I think I too often find myself identifying with the wrong Biblical characters. I’m more of a pre-Acts Peter than a Paul kind of girl. I sometimes worry that my missteps in faith outnumber my steps of faith.
We recently read the story of God and Abraham in our small group, so I suppose that’s why I was thinking about it today (and comparing myself to Sarai). God had made a big promise to a barren couple, Abram and Sarai. He wanted to use them to build His nation, a people all for God. They who had no children would have descendants too numerous to count. This promise that God makes to them is beautiful. He takes their brokenness and says that He’s going to use them despite it. Even though the promise was ridiculous, they believed it. Abram agrees to follow this God who calls him from his people so that God could make him a great nation.
And then the waiting began.
I think we hear God’s promises, we often have an expectation that they will happen right away (or at least in the near future). But God’s promises aren’t always instantaneous. Ten years go by for Abram and Sarai. So like humans do, they got impatient, especially Sarai. i can imagine her heart was ready to be a momma. She was ready to have cultural value as a woman through motherhood. Did God forget what He said? Maybe He wasn’t going to keep His promise after all. Maybe He wanted them to make it happen.
So, instead of waiting on God, Sarai takes an acceptable practice of the day and tries to use it to make God’s promises come true. Genesis 16 describes what she decided to be the best course of action:
Now Sarai, Abram’s wife had borne him no children, and she had an Egyptian maid whose name was Hagar. So Sarai said to Abram, “Now behold, the LORD has prevented me from bearing children. Please go in to my maid; perhaps I shall obtain children through her.” And Abram listened to the voice of Sarai.
After Abram had lived ten years in the land of Canaan, Abram’s wife Sarai took Hagar the Egyptian, her maid, and gave her to her husband Abram as his wife. He went in to Hagar, and she conceived; and when she saw that she had conceived, her mistress was despised in her sight.

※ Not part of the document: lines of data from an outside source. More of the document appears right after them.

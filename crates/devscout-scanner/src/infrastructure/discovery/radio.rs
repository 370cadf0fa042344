//! Short-range radio backend boundary.
//!
//! The wire-level advertisement scanning itself is provided by a
//! platform backend, not designed here. [`Radio`] is the seam the
//! [`super::short_range::ShortRangeSource`] consumes: a powered-state
//! probe plus a stream of advertisement updates.
//!
//! No OS backend ships yet for the targets this crate builds on, so
//! [`platform_radio`] currently hands out [`UnsupportedRadio`], which
//! reports the capability unavailable — the same way the source would
//! behave on a machine whose radio is switched off. A platform
//! implementation slots in behind the same trait (cfg-gated, like any
//! other OS adapter) without touching the source.

use std::sync::Arc;

use thiserror::Error;
use tokio::sync::mpsc;
use uuid::Uuid;

/// One received advertisement.
#[derive(Debug, Clone, PartialEq, Eq)]
pub struct Advertisement {
    /// Identifier the backend assigned to the peripheral.
    pub peripheral_id: Uuid,
    /// Name the peripheral advertises, if any.
    pub local_name: Option<String>,
    /// Signal strength in dBm.
    pub rssi: i16,
}

/// An update from a running advertisement scan.
#[derive(Debug, Clone, PartialEq, Eq)]
pub enum RadioUpdate {
    Advertisement(Advertisement),
    /// The backend died mid-scan (e.g. the radio was powered off under
    /// a running scan).
    Failed(String),
}

/// Error starting an advertisement scan.
#[derive(Debug, Error)]
pub enum RadioError {
    #[error("radio backend error: {0}")]
    Backend(String),
}

/// The short-range radio backend.
pub trait Radio: Send + Sync {
    /// Whether the radio is present and powered on.
    fn is_powered_on(&self) -> bool;

    /// Begins an advertisement scan, returning the update stream.
    ///
    /// # Errors
    ///
    /// Returns [`RadioError::Backend`] when the backend refuses to
    /// scan.
    fn start_scan(&self) -> Result<mpsc::UnboundedReceiver<RadioUpdate>, RadioError>;

    /// Halts the advertisement scan. Idempotent.
    fn stop_scan(&self);
}

/// Radio adapter for platforms without a short-range backend.
///
/// Always reports the radio as unavailable, so the source fails its
/// start precondition and scanning proceeds over the sibling
/// mechanism only.
#[derive(Debug, Default)]
pub struct UnsupportedRadio;

impl Radio for UnsupportedRadio {
    fn is_powered_on(&self) -> bool {
        false
    }

    fn start_scan(&self) -> Result<mpsc::UnboundedReceiver<RadioUpdate>, RadioError> {
        Err(RadioError::Backend(
            "no short-range radio backend on this platform".to_string(),
        ))
    }

    fn stop_scan(&self) {}
}

/// Returns the radio backend for the current platform.
pub fn platform_radio() -> Arc<dyn Radio> {
    Arc::new(UnsupportedRadio)
}

// ── Tests ─────────────────────────────────────────────────────────────────────

#[cfg(test)]
mod tests {
    use super::*;

    #[test]
    fn test_unsupported_radio_reports_powered_off() {
        let radio = UnsupportedRadio;
        assert!(!radio.is_powered_on());
    }

    #[test]
    fn test_unsupported_radio_refuses_to_scan() {
        let radio = UnsupportedRadio;
        let result = radio.start_scan();
        assert!(matches!(result, Err(RadioError::Backend(_))));
    }

    #[test]
    fn test_platform_radio_returns_an_adapter() {
        let radio = platform_radio();
        // The shipped adapter must never claim an unavailable capability.
        assert!(!radio.is_powered_on());
    }
}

The story only gets worse from there (check it out in Genesis 16 and 21). Needless to say, her plan fails, and further complicates the family tree (with enduring impacts that we still experience today). Ultimately, God intervenes and does fulfill His promise. Now known as Sarah, she delivers a son, Isaac, at the age of 90.
But here’s the thing. Remember that promise? The promise that this God gave to a man named Abram? They had to wait 25 years for God to fulfill His promise to them.

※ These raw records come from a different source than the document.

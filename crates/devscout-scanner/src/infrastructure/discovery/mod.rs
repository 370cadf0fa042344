//! Discovery source infrastructure.
//!
//! A discovery source is an independently start/stop-able asynchronous
//! producer of device sightings for one mechanism. Two implementations
//! exist, with one external contract between them and the scan
//! orchestrator:
//!
//! - [`short_range::ShortRangeSource`] – listens for radio
//!   advertisements through the [`radio::Radio`] boundary.
//! - [`local_network::LocalNetworkSource`] – sweeps the attached
//!   network through the [`probe::NetworkProber`] boundary.
//!
//! Each source runs its own worker task with its own fixed scan-window
//! timer, fully decoupled from the orchestrator. The orchestrator only
//! sees the [`SourceEvent`] stream a successful [`DiscoverySource::start`]
//! hands back.
//!
//! # Testability
//!
//! The backend boundary traits allow unit tests to drive both sources
//! with the injectable mocks in [`mock`], without radio hardware or a
//! network attachment.

use std::fmt;
use std::sync::{Arc, Mutex};

use devscout_core::Sighting;
use thiserror::Error;
use tokio::sync::mpsc;

pub mod local_network;
pub mod mock;
pub mod probe;
pub mod radio;
pub mod short_range;

/// Which discovery mechanism a source drives.
#[derive(Debug, Clone, Copy, PartialEq, Eq)]
pub enum SourceKind {
    ShortRange,
    LocalNetwork,
}

impl fmt::Display for SourceKind {
    fn fmt(&self, f: &mut fmt::Formatter<'_>) -> fmt::Result {
        match self {
            SourceKind::ShortRange => f.write_str("short-range"),
            SourceKind::LocalNetwork => f.write_str("local-network"),
        }
    }
}

/// An event emitted by a running discovery source.
#[derive(Debug, Clone, PartialEq)]
pub enum SourceEvent {
    /// A device was sighted. A previously-unseen identity is a new
    /// sighting; a known identity is an update and is never surfaced
    /// as a duplicate record downstream.
    Sighting(Sighting),
    /// Sweep progress in `[0, 1]`. Only the local-network source
    /// reports this.
    Progress(f64),
    /// The source completed naturally — the backend ran out of work or
    /// the source's own scan window elapsed. Distinct from an
    /// externally requested stop, which emits nothing.
    Finished,
    /// The backend failed mid-scan. The source is inactive afterwards;
    /// its sibling and the orchestrator keep running.
    Failed(String),
}

/// Error returned when a source cannot start.
#[derive(Debug, Error)]
pub enum SourceError {
    /// The capability the source depends on is unavailable (radio
    /// powered off, no local-network attachment).
    #[error("{kind} discovery unavailable: {reason}")]
    PreconditionUnmet { kind: SourceKind, reason: String },

    /// The backend refused to begin scanning.
    #[error("{kind} backend failed to start: {reason}")]
    StartFailed { kind: SourceKind, reason: String },
}

/// An independently start/stop-able producer of discovery events.
///
/// # Contract
///
/// - `start()` begins asynchronous discovery and returns the event
///   stream for this scan. It fails synchronously — without
///   transitioning to active — when the underlying capability is
///   unavailable. Calling `start()` while already active clears the
///   prior in-flight scan and restarts; duplicate scans are never
///   silently accumulated.
/// - `stop()` halts discovery. No further events are emitted on the
///   stream after it returns: the sender is severed under a lock
///   before the backend is told to stop.
/// - A source moves back to idle on `stop()`, on its own fixed
///   scan-window timeout, on natural completion, and on a backend
///   failure. The last three are reported on the stream (`Finished` /
///   `Failed`); an externally requested stop is not.
pub trait DiscoverySource: Send + Sync {
    fn kind(&self) -> SourceKind;

    /// Begins discovery, handing back this scan's event stream.
    ///
    /// Must be called from within a Tokio runtime: the source spawns
    /// its worker task here.
    ///
    /// # Errors
    ///
    /// [`SourceError::PreconditionUnmet`] when the capability is
    /// unavailable; [`SourceError::StartFailed`] when the backend
    /// refuses to scan.
    fn start(&self) -> Result<mpsc::UnboundedReceiver<SourceEvent>, SourceError>;

    /// Halts discovery. Idempotent; a no-op when idle.
    fn stop(&self);

    /// Whether the source is currently scanning.
    fn is_active(&self) -> bool;
}

/// Severable event channel shared between a source and its worker.
///
/// The sender lives behind a mutex so `stop()` can cut it off
/// synchronously: once severed, a worker that is still winding down
/// has nowhere to emit, which is what makes the no-events-after-stop
/// guarantee hard rather than best-effort.
#[derive(Clone, Default)]
pub(crate) struct EventGate {
    sender: Arc<Mutex<Option<mpsc::UnboundedSender<SourceEvent>>>>,
}

impl EventGate {
    /// Installs a fresh channel and returns its receiving end.
    pub(crate) fn arm(&self) -> mpsc::UnboundedReceiver<SourceEvent> {
        let (tx, rx) = mpsc::unbounded_channel();
        *self.sender.lock().expect("lock poisoned") = Some(tx);
        rx
    }

    /// Emits an event if the gate is still open. Returns `false` once
    /// severed or once the receiver is gone.
    pub(crate) fn emit(&self, event: SourceEvent) -> bool {
        let guard = self.sender.lock().expect("lock poisoned");
        match guard.as_ref() {
            Some(tx) => tx.send(event).is_ok(),
            None => false,
        }
    }

    /// Drops the sender, closing the stream for good.
    pub(crate) fn sever(&self) {
        *self.sender.lock().expect("lock poisoned") = None;
    }
}

// ── Tests ─────────────────────────────────────────────────────────────────────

I found myself identifying with this part of their story today. I have a promise. I know what God spoke to my heart. And yet there’s the temptation to make it happen on my own. Honestly, I don’t want to wait. I could “easily” make it happen. I could go my own way. God’s way seems impossible. It feels impossible. I know God is in the business of “impossible” but that business often comes with a timeline that is not my own.
Yet, what we don’t often see is all that God is working out for our good. We don’t see what little things are going on behind the scene. We don’t see the consequences if something happened RIGHT NOW. We may never get to see that. But the truth is that God is sovereign and He has a bigger plan in mind.
So we wait.
We wait for His promises in His timing. We wait for direction. We wait for the someday and the fulfillment of a promise. We wait to become parents of the child He has set aside for us.